Un futuro con tante Wiki-Leaks? A guardare bene, lo intravedi già. Le piattaforme per trasferire in forma anonima verità scomode sono più d’una: c’è il software opensource Globa-Leaks, c’è l’italiano IrpiLeaks. Le associazioni come Transparency offrono portali alle potenziali “sentinelle”, in attesa che la legge le tuteli appieno. E poi, c’è il giornalismo dell’era WikiLeaks. L’organizzazione di Assange, per alcune rivelazioni, collabora con i media partner; in Italia, è
l’Espresso, con la giornalista Ste- fania Maurizi.
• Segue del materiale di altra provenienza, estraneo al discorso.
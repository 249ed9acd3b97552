//! # Ternary grammar
//!
//! ```text
//! expr   -> factor (('+' | '-') factor | '*' expr)*
//! factor -> term
//! term   -> number | '(' expr ')'
//! ```
//!
//! A single `*` raises everything accumulated so far to the power of the
//! *whole* expression on its right. The exponent is not limited to a factor,
//! so `2*3+1` is `2**(3+1)` = 16 and `1+1*3` is `(1+1)**3` = 8. Parenthesize
//! the left side of `*` to get the usual reading: `(2*3)+1` = 9.
//!
//! This grammar is intentionally not interchangeable with
//! [`Standard`](crate::Standard): the same text can evaluate differently or
//! be rejected by one and accepted by the other.

use descent::{Cursor, EvalError, Evaluator, Grammar, Value, arith};
use std::io::Read;

/// The single-star exponent grammar.
#[derive(Debug, Clone, Copy, Default, PartialEq, Eq)]
pub struct Ternary;

/// Evaluator for the [`Ternary`] grammar.
///
/// # Example
/// ```rust
/// # use descent_calc::TernaryEvaluator;
/// let evaluator = TernaryEvaluator::try_new("2*3+1".as_bytes()).unwrap();
/// assert_eq!(evaluator.evaluate().unwrap(), 16);
/// ```
pub type TernaryEvaluator<R> = Evaluator<R, Ternary>;

impl Grammar for Ternary {
    const NAME: &'static str = "ternary";

    fn expr<R: Read>(&self, cursor: &mut Cursor<R>) -> Result<Value, EvalError> {
        let mut acc = self.factor(cursor)?;
        loop {
            if let Some(next) = self.additive(cursor, acc)? {
                acc = next;
            } else if cursor.peek().is_star() {
                let at = cursor.position();
                cursor.bump()?;
                let exponent = cursor.nested(|cursor| self.expr(cursor))?;
                acc = arith::pow(acc, exponent).map_err(|e| EvalError::arith(e, at))?;
            } else {
                return Ok(acc);
            }
        }
    }

    fn factor<R: Read>(&self, cursor: &mut Cursor<R>) -> Result<Value, EvalError> {
        self.term(cursor)
    }
}
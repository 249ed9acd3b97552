//! Source positions and the error types produced while evaluating.
//!
//! Every failure aborts the current evaluation. The variants of
//! [`EvalError`] separate grammar violations ([`SyntaxError`]) from
//! arithmetic faults, the nesting guard, and read errors on the source.
//!
//! # Examples
//!
//! ```rust
//! # use descent::{EvalError, Expected, Position, Symbol, SyntaxError};
//! let err: EvalError = SyntaxError {
//!     expected: Expected::Symbol(b')'),
//!     found: Symbol::End,
//!     position: Position::new(0, 4),
//! }
//! .into();
//! assert_eq!(err.to_string(), "syntax error: expected ')', found end of input at 0:4");
//! ```

use crate::arith::ArithError;
use crate::cursor::Symbol;
use std::fmt;
use thiserror::Error;

/// A 0-based line/column position in source text.
#[derive(Debug, Clone, Default, Copy, PartialEq, Eq, PartialOrd, Ord)]
pub struct Position {
    /// 0-based line number.
    pub line: usize,
    /// 0-based column number (byte offset in the line).
    pub column: usize,
}

impl Position {
    /// Creates a new `Position`.
    #[inline]
    pub const fn new(line: usize, column: usize) -> Self {
        Self { line, column }
    }
}

impl fmt::Display for Position {
    fn fmt(&self, f: &mut fmt::Formatter<'_>) -> fmt::Result {
        write!(f, "{}:{}", self.line, self.column)
    }
}

/// What a production was prepared to accept when it met the lookahead.
#[derive(Debug, Clone, Copy, PartialEq, Eq)]
pub enum Expected {
    /// One specific byte, as required by `consume`.
    Symbol(u8),
    /// The start of a term: a digit or `(`.
    Operand,
    /// A digit, at the start of a number literal.
    Digit,
    /// The end of a literal that started with `0`.
    LiteralEnd,
    /// End of input or newline after a complete expression.
    End,
}

impl fmt::Display for Expected {
    fn fmt(&self, f: &mut fmt::Formatter<'_>) -> fmt::Result {
        match self {
            Expected::Symbol(b) => write!(f, "{}", Symbol::Byte(*b)),
            Expected::Operand => f.write_str("a digit or '('"),
            Expected::Digit => f.write_str("a digit"),
            Expected::LiteralEnd => f.write_str("end of literal after leading zero"),
            Expected::End => f.write_str("end of input"),
        }
    }
}

/// A grammar or lexical violation at a known position.
#[derive(Debug, Clone, Copy, PartialEq, Eq, Error)]
#[error("expected {expected}, found {found} at {position}")]
pub struct SyntaxError {
    pub expected: Expected,
    pub found: Symbol,
    pub position: Position,
}

/// Represents every way a single evaluation can fail.
///
/// Conversions from [`SyntaxError`] and [`std::io::Error`] are derived with
/// `#[from]`, so productions propagate both with `?`.
#[derive(Debug, Error)]
pub enum EvalError {
    /// The input does not match the grammar.
    #[error("syntax error: {0}")]
    Syntax(#[from] SyntaxError),

    /// Checked integer arithmetic failed (overflow or a negative exponent).
    #[error("{source} at {position}")]
    Arith {
        source: ArithError,
        position: Position,
    },

    /// Parentheses or exponents nest deeper than the configured limit.
    #[error("nesting deeper than {limit} at {position}")]
    DepthExceeded { limit: usize, position: Position },

    /// Reading the source failed.
    #[error("read error: {0}")]
    Io(#[from] std::io::Error),
}

impl EvalError {
    /// Attaches a position to an arithmetic failure.
    pub fn arith(source: ArithError, position: Position) -> Self {
        EvalError::Arith { source, position }
    }

    /// Returns the syntax error, if this is one.
    pub fn as_syntax(&self) -> Option<&SyntaxError> {
        match self {
            EvalError::Syntax(e) => Some(e),
            _ => None,
        }
    }

    /// Source position of the failure. Read errors carry none.
    pub fn position(&self) -> Option<Position> {
        match self {
            EvalError::Syntax(e) => Some(e.position),
            EvalError::Arith { position, .. } | EvalError::DepthExceeded { position, .. } => {
                Some(*position)
            }
            EvalError::Io(_) => None,
        }
    }
}
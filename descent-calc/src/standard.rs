//! # Standard grammar
//!
//! ```text
//! expr   -> factor (('+' | '-') factor)*
//! factor -> term ('**' term)*
//! term   -> number | '(' expr ')'
//! ```
//!
//! `+` and `-` are left-associative. `**` binds tighter and is
//! right-associative, so `2**3**2` is `2**(3**2)` = 512. A lone `*` is a
//! syntax error.

use descent::{Cursor, EvalError, Evaluator, Grammar, Value, arith};
use std::io::Read;

/// The standard precedence grammar.
#[derive(Debug, Clone, Copy, Default, PartialEq, Eq)]
pub struct Standard;

/// Evaluator for the [`Standard`] grammar.
///
/// # Example
/// ```rust
/// # use descent_calc::StandardEvaluator;
/// let evaluator = StandardEvaluator::try_new("(1+2)**2-1".as_bytes()).unwrap();
/// assert_eq!(evaluator.evaluate().unwrap(), 8);
/// ```
pub type StandardEvaluator<R> = Evaluator<R, Standard>;

impl Grammar for Standard {
    const NAME: &'static str = "standard";

    fn expr<R: Read>(&self, cursor: &mut Cursor<R>) -> Result<Value, EvalError> {
        let mut acc = self.factor(cursor)?;
        while let Some(next) = self.additive(cursor, acc)? {
            acc = next;
        }
        Ok(acc)
    }

    /// Collects the `**` chain, then folds it from the right.
    fn factor<R: Read>(&self, cursor: &mut Cursor<R>) -> Result<Value, EvalError> {
        let mut bases = Vec::new();
        let mut acc = self.term(cursor)?;
        while cursor.peek().is_star() {
            let at = cursor.position();
            cursor.bump()?;
            cursor.consume(b'*')?;
            bases.push((acc, at));
            acc = self.term(cursor)?;
        }
        for (base, at) in bases.into_iter().rev() {
            acc = arith::pow(base, acc).map_err(|e| EvalError::arith(e, at))?;
        }
        Ok(acc)
    }
}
Che racconta: «Assieme all’organizzazione di Assange facciamo un lavoro giornalistico scrupoloso, con un’analisi dell’autenticità dei documenti e una protezione delle fonti mai vista prima». E non finisce qui. Tre anni fa, mentre Assange e i suoi pubblicavano 1,64 gigabyte di cablo, lo Icij (“International Consortium of Investigative Journalism”) scandagliava 260 gigabyte di dati sui conti offshore: erano gli OffshoreLeaks. Il sistema non è nuovo, c’è una lunga tradizione di “Investigative Funds”, inchieste no profit. Ma sono nuovi la tecnologia, la dimensione e la potenza. Anno per anno, questa task force di giornalisti di sessantacinque paesi (in Italia Leo Sisti dell’Espresso) ha rivelato casi di corruzione ed evasione fiscale: LuxLeaks, SwissLeaks, Panama Papers. «Sa cosa ci permette la tecnologia oggi?», spiega la “geek” Mar Cabra, Data Editor di Icij, «uno staff di dodici persone riesce, con una piattaforma web collaborativa, a far lavorare i giornalisti di tutto il mondo. E loro, con un sistema di parole chiave, scandagliano materiale che altrimenti richiederebbe dieci anni di lettura».
Poi però ai lettori arriva la notizia. WikiLeaks invece pubblica i database e succede – come nel caso delle mail dell’Akp turco e dei democratici Usa – che online finiscano i dati sensibili. Scopriamo così che la signora Hilda G., pensionata, ha donato dieci dei suoi dollari ai dem; troviamo anche la sua mail, indirizzo e numero di telefono. Viva la democrazia dell’informazione, ma la privacy? Serve moderazione dei contenuti, curation, ha detto Snowden a WikiLeaks. Stessa osservazione fatta dalla sociologa turca Zeynep Tufekci. Un costo da pagare per il futuro della democrazia dell’informazione? «Sì, perché è la strada per una verità che è necessaria», dice Zizek. «Sì, senza dubbio», concorda l’intellettuale Evgeny Morozov. «Wiki-Leaks agisce in modo radicale e quindi attira le critiche. Ma tra Snowden e Assange, do ragione al secondo. Nessuna critica varrà mai quanto i benefici: l’organizzazione di Assange ha aperto una strada insostituibile per le nostre democrazie. Tutti gli attori, politici, aziende, devono renderci conto di ciò che fanno. Da quando c’è WikiLeaks non basta che dicano di agire nel nostro interesse: devono anche farlo».